Como hemos visto antes, las democracias pueden sobrevivir a un gobernante que no es demócrata. Pero la experiencia demuestra que es recomendable deshacerse de él lo antes posible. 

20 comentarios
  1. sanpedro

    Es un canalla, pero a la ministra Alegria le parece guapo y con eso tiene el cielo ganado.

  2. Fedeguico

    La “democracia” que tanto ilusionamos es un gran fraude político, un artificio construido a partir de un equívoco concepto que se presta demasiado a zafias manipulaciones y a que cada cual lo interprete a su manera. Lo innegable es que el prestigio popular de que goza el ideal democrático deriva de su asociación, más o menos consciente, con el autogobierno, el estado de derecho y la posibilidad de librarse de manera incruenta de malos gobiernos, pero por desgracia el modo concreto en que se implementa esta aspiración, reduciéndola casi a una mera regla de mayorías de aplicación periódica, la adultera completamente sin necesidad de hablar de los dictadores “democráticos”, aquellos que directamente se arrogan la voluntad popular y se autoerigen en sumos sacerdotes de la misma.
    La democracia que reclamamos es una idea oscura y confusa.
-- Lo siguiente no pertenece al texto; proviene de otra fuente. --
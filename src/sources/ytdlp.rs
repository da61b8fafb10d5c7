use anyhow::Result;
use async_trait::async_trait;
use serde::Deserialize;
use std::path::PathBuf;
use std::process::Stdio;
use std::time::Duration;
use tracing::{debug, error, info, warn};
use url::Url;

use super::{ExtractionError, Extractor};
use crate::models::{ContentId, Rendition};

const WATCH_URL: &str = "https://music.youtube.com/watch";

/// Resolver backend driving the `yt-dlp` executable.
///
/// One process per call, killed if the caller stops waiting for it.
#[derive(Debug, Clone)]
pub struct YtDlpExtractor {
    ytdlp_path: String,
    socket_timeout: Duration,
    cookies_path: Option<PathBuf>,
}

/// Información extraída de yt-dlp
#[derive(Debug, Deserialize)]
struct YtDlpInfo {
    #[serde(default)]
    formats: Option<Vec<YtDlpFormat>>,
}

#[derive(Debug, Deserialize)]
struct YtDlpFormat {
    url: Option<String>,
    ext: Option<String>,
    acodec: Option<String>,
    vcodec: Option<String>,
    abr: Option<f64>,
}

impl YtDlpFormat {
    // A missing acodec still counts as audio; only an explicit "none" rules it out.
    fn into_rendition(self) -> Option<Rendition> {
        let url = self.url.filter(|u| !u.is_empty())?;

        Some(Rendition {
            has_audio: self.acodec.as_deref() != Some("none"),
            has_video: self.vcodec.as_deref().map_or(false, |v| v != "none"),
            ext: self.ext,
            abr: self.abr,
            url,
        })
    }
}

impl YtDlpExtractor {
    pub fn new(ytdlp_path: impl Into<String>, socket_timeout: Duration) -> Self {
        Self {
            ytdlp_path: ytdlp_path.into(),
            socket_timeout,
            cookies_path: None,
        }
    }

    pub fn with_cookies(mut self, cookies_path: Option<PathBuf>) -> Self {
        self.cookies_path = cookies_path;
        self
    }

    /// Verifica que yt-dlp esté disponible y devuelve su versión
    pub async fn verify_dependencies(&self) -> Result<String> {
        let output = async_process::Command::new(&self.ytdlp_path)
            .arg("--version")
            .output()
            .await;

        match output {
            Ok(output) if output.status.success() => {
                let version = String::from_utf8_lossy(&output.stdout).trim().to_string();
                info!("✅ yt-dlp versión: {}", version);
                Ok(version)
            }
            _ => {
                error!("❌ yt-dlp no encontrado en '{}'", self.ytdlp_path);
                anyhow::bail!("yt-dlp no disponible")
            }
        }
    }

    fn watch_url(content_id: &ContentId) -> Result<Url, ExtractionError> {
        Ok(Url::parse_with_params(WATCH_URL, &[("v", content_id.as_str())])?)
    }

    fn build_args(&self, url: &Url) -> Vec<String> {
        let mut args = vec![
            "--dump-json".to_string(),
            "--no-playlist".to_string(),
            "--quiet".to_string(),
            "--no-warnings".to_string(),
            "--no-check-certificate".to_string(),
            "--socket-timeout".to_string(),
            self.socket_timeout.as_secs().max(1).to_string(),
            "-f".to_string(),
            "m4a/bestaudio/best".to_string(),
        ];

        if let Some(cookies) = &self.cookies_path {
            args.push("--cookies".to_string());
            args.push(cookies.display().to_string());
        }

        args.push(url.to_string());
        args
    }

    fn parse_output(stdout: &[u8]) -> Result<Vec<Rendition>, ExtractionError> {
        let info: YtDlpInfo = serde_json::from_slice(stdout)?;

        let renditions: Vec<Rendition> = info
            .formats
            .unwrap_or_default()
            .into_iter()
            .filter_map(YtDlpFormat::into_rendition)
            .collect();

        if renditions.is_empty() {
            return Err(ExtractionError::Empty);
        }

        Ok(renditions)
    }
}

#[async_trait]
impl Extractor for YtDlpExtractor {
    fn name(&self) -> &'static str {
        "yt-dlp"
    }

    async fn extract(&self, content_id: &ContentId) -> Result<Vec<Rendition>, ExtractionError> {
        let url = Self::watch_url(content_id)?;
        let args = self.build_args(&url);
        debug!("🔧 {} {}", self.ytdlp_path, args.join(" "));

        let output = tokio::process::Command::new(&self.ytdlp_path)
            .args(&args)
            .stdin(Stdio::null())
            .stdout(Stdio::piped())
            .stderr(Stdio::piped())
            .kill_on_drop(true)
            .output()
            .await
            .map_err(|source| ExtractionError::Spawn {
                tool: self.ytdlp_path.clone(),
                source,
            })?;

        if !output.status.success() {
            let stderr = String::from_utf8_lossy(&output.stderr).trim().to_string();
            warn!("yt-dlp falló para {}: {}", content_id, stderr);
            return Err(ExtractionError::ToolFailed {
                status: output.status.to_string(),
                stderr,
            });
        }

        let renditions = Self::parse_output(&output.stdout)?;
        debug!("📋 {} formatos para {}", renditions.len(), content_id);
        Ok(renditions)
    }
}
Autogobierno y soberanía popular se contradicen, porque los sujetos de derechos y obligaciones sólo podemos ser individuos, no colectivos. La única posibilidad real de autogobierno sería pues la instauración de una soberanía individual sólo limitada por el principio de prohibición de todo inicio de violencia, pero, como esto ni siquiera se contempla, nos conformarnos con una tosca parodia en la que los grupos mejor organizados y beligerantes imponen sus intereses al resto según la ley del más fuerte.
    Un estado de derecho significa ante todo estricta limitación del poder político, por lo que en sentido cabal sólo cabría hablar de democracia en un Estado mínimo. Los Estados intervencionistas e hipertrofiados que impone el socialismo de toda laya son, por tanto, radicalmente antidemocráticos.
    La insoslayable conclusión es que cualquier gobierno socialista resultara ilegítimo por esencialmente antidemocrático, por mucho que ganara unas elecciones aunque fueran limpias; es decir, aunque no engañara, no promulgara leyes anticonstitucionales, no violara distintos derechos fundamentales con la legalización del infanticidio, ataques a la seguridad jurídica, la igualdad ante la ley y la presunción de inocencia, mordazas a la libertad de expresión, restricciones al libre mercado, confinamientos ilegales, acoso al disidente, adoctrinamientos ni coacciones más o menos veladas; aunque no controlara el TC ni los medios de comunicación; no creara redes clientelares ni dilapidara recursos públicos para comprar apoyos; no confiscara el fruto del trabajo de los españoles con impuestos salvajes; aunque no cometiera esas y otras tropelías descaradamente antidemocráticas, cualquier gobierno de izquierdas o asimilado acabaría siendo ilegítimo por cuanto por definición debería consumar la coacción sistemática sobre el individuo para transformar la sociedad en una dirección supuestamente correcta.

  3. Esparta234

    Cierto es que un gobierno que miente a sus ciudadanos no es un demócrata, pero tampoco lo es cuando miente la oposición o inventar campañas difamatorias para conseguir sus objetivos. . En la España política la verdad no es la norma, sino una excepción . Por cierto, discrepo totalmente cuando se dice que la conducta personal de un político no cuenta par medir el nivel democrático. Ese es precisamente el problema de España. No exigimos providad a nuestros políticos . Perdonamos graves faltas a quien es de «los nuestros» mientras nos rasgamos las vestiduras por «la paja en ojo ajeno» . Dejamos que sean otros, en especial los medios, quienes nos dictan lo que está bien o mal en función de sus intereses y no de unos principios éticos relegados desde hace mucho tiempo al armario de los trastos, y que solo se desempolvan cuando conviene. Por supuesto que un gobernante que miente como hace Sánchez es una pesada losa en nuestra democracia. Pero la alternativa que nos venden los medios no es mucho mejor. O es que acaso no mintieron Gonzalez, Aznar, Zapatero o Rajoy ? Basta una mirada a la emeroteca para comprobar que ninguno de ellos se libra de este pecado. Y asi nos va.